//! The in-memory signup draft and the fields it is made of.

use crate::api::{EmailCertification, SignupPayload};

#[derive(Debug, Clone, Copy, PartialEq, Eq, Hash, PartialOrd, Ord)]
pub enum SignupField {
    Id,
    Email,
    EmailConfirm,
    Password,
    PasswordConfirm,
    Agree,
}

impl SignupField {
    /// All fields in form order.
    pub const ALL: [SignupField; 6] = [
        SignupField::Id,
        SignupField::Email,
        SignupField::EmailConfirm,
        SignupField::Password,
        SignupField::PasswordConfirm,
        SignupField::Agree,
    ];

    pub(crate) fn index(self) -> usize {
        match self {
            SignupField::Id => 0,
            SignupField::Email => 1,
            SignupField::EmailConfirm => 2,
            SignupField::Password => 3,
            SignupField::PasswordConfirm => 4,
            SignupField::Agree => 5,
        }
    }

    pub fn is_text(self) -> bool {
        !matches!(self, SignupField::Agree)
    }

    /// Input values that should be masked when rendered.
    pub fn is_secret(self) -> bool {
        matches!(self, SignupField::Password | SignupField::PasswordConfirm)
    }

    pub fn label(self) -> &'static str {
        match self {
            SignupField::Id => "아이디",
            SignupField::Email => "이메일",
            SignupField::EmailConfirm => "인증번호",
            SignupField::Password => "비밀번호",
            SignupField::PasswordConfirm => "비밀번호 확인",
            SignupField::Agree => "개인정보 수집 및 이용약관에 동의합니다.",
        }
    }

    pub fn placeholder(self) -> &'static str {
        match self {
            SignupField::Id => "아이디를 입력해 주세요.",
            SignupField::Email => "이메일을 입력해 주세요.",
            SignupField::EmailConfirm => "인증번호를 입력해 주세요.",
            SignupField::Password => "비밀번호를 입력해 주세요.",
            SignupField::PasswordConfirm => "비밀번호를 한 번 더 입력해 주세요.",
            SignupField::Agree => "",
        }
    }

    pub fn required_message(self) -> &'static str {
        match self {
            SignupField::Id => "아이디를 입력해 주세요.",
            SignupField::Email => "이메일을 입력해 주세요.",
            SignupField::EmailConfirm => "인증번호를 입력해 주세요.",
            SignupField::Password => "비밀번호를 입력해 주세요.",
            SignupField::PasswordConfirm => "비밀번호를 확인해 주세요.",
            SignupField::Agree => "개인정보 수집 및 이용약관에 동의해 주세요.",
        }
    }
}

/// Not-yet-submitted signup form state. Lives only as long as the page.
#[derive(Debug, Clone, Default, PartialEq, Eq)]
pub struct SignupDraft {
    pub id: String,
    pub email: String,
    pub email_confirm: String,
    pub password: String,
    pub password_confirm: String,
    pub agree: bool,
}

impl SignupDraft {
    pub fn new() -> Self {
        Self::default()
    }

    /// Current text of `field`, or `None` for the agreement checkbox.
    pub fn text(&self, field: SignupField) -> Option<&str> {
        match field {
            SignupField::Id => Some(&self.id),
            SignupField::Email => Some(&self.email),
            SignupField::EmailConfirm => Some(&self.email_confirm),
            SignupField::Password => Some(&self.password),
            SignupField::PasswordConfirm => Some(&self.password_confirm),
            SignupField::Agree => None,
        }
    }

    pub fn text_mut(&mut self, field: SignupField) -> Option<&mut String> {
        match field {
            SignupField::Id => Some(&mut self.id),
            SignupField::Email => Some(&mut self.email),
            SignupField::EmailConfirm => Some(&mut self.email_confirm),
            SignupField::Password => Some(&mut self.password),
            SignupField::PasswordConfirm => Some(&mut self.password_confirm),
            SignupField::Agree => None,
        }
    }

    pub fn to_payload(&self) -> SignupPayload {
        SignupPayload {
            user_id: self.id.clone(),
            user_pw: self.password.clone(),
            email: self.email.clone(),
        }
    }

    pub fn email_certification(&self) -> EmailCertification {
        EmailCertification {
            email: self.email.clone(),
            code: self.email_confirm.clone(),
        }
    }
}

#[cfg(test)]
mod tests {
    use super::*;

    #[test]
    fn test_payload_maps_draft_fields() {
        let draft = SignupDraft {
            id: "abc123".to_string(),
            email: "user@example.com".to_string(),
            email_confirm: "918273".to_string(),
            password: "password1".to_string(),
            password_confirm: "password1".to_string(),
            agree: true,
        };

        let payload = draft.to_payload();
        assert_eq!(payload.user_id, "abc123");
        assert_eq!(payload.user_pw, "password1");
        assert_eq!(payload.email, "user@example.com");

        let cert = draft.email_certification();
        assert_eq!(cert.email, "user@example.com");
        assert_eq!(cert.code, "918273");
    }

    #[test]
    fn test_agree_has_no_text() {
        let mut draft = SignupDraft::new();
        assert!(draft.text(SignupField::Agree).is_none());
        assert!(draft.text_mut(SignupField::Agree).is_none());
        assert!(!SignupField::Agree.is_text());
    }

    #[test]
    fn test_field_indices_follow_form_order() {
        for (i, field) in SignupField::ALL.iter().enumerate() {
            assert_eq!(field.index(), i);
        }
    }
}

§ Task directions
Look through the records above and please copy every line in which the string "index" occurs.

§ Written solution
    pub(crate) fn index(self) -> usize {
            assert_eq!(field.index(), i);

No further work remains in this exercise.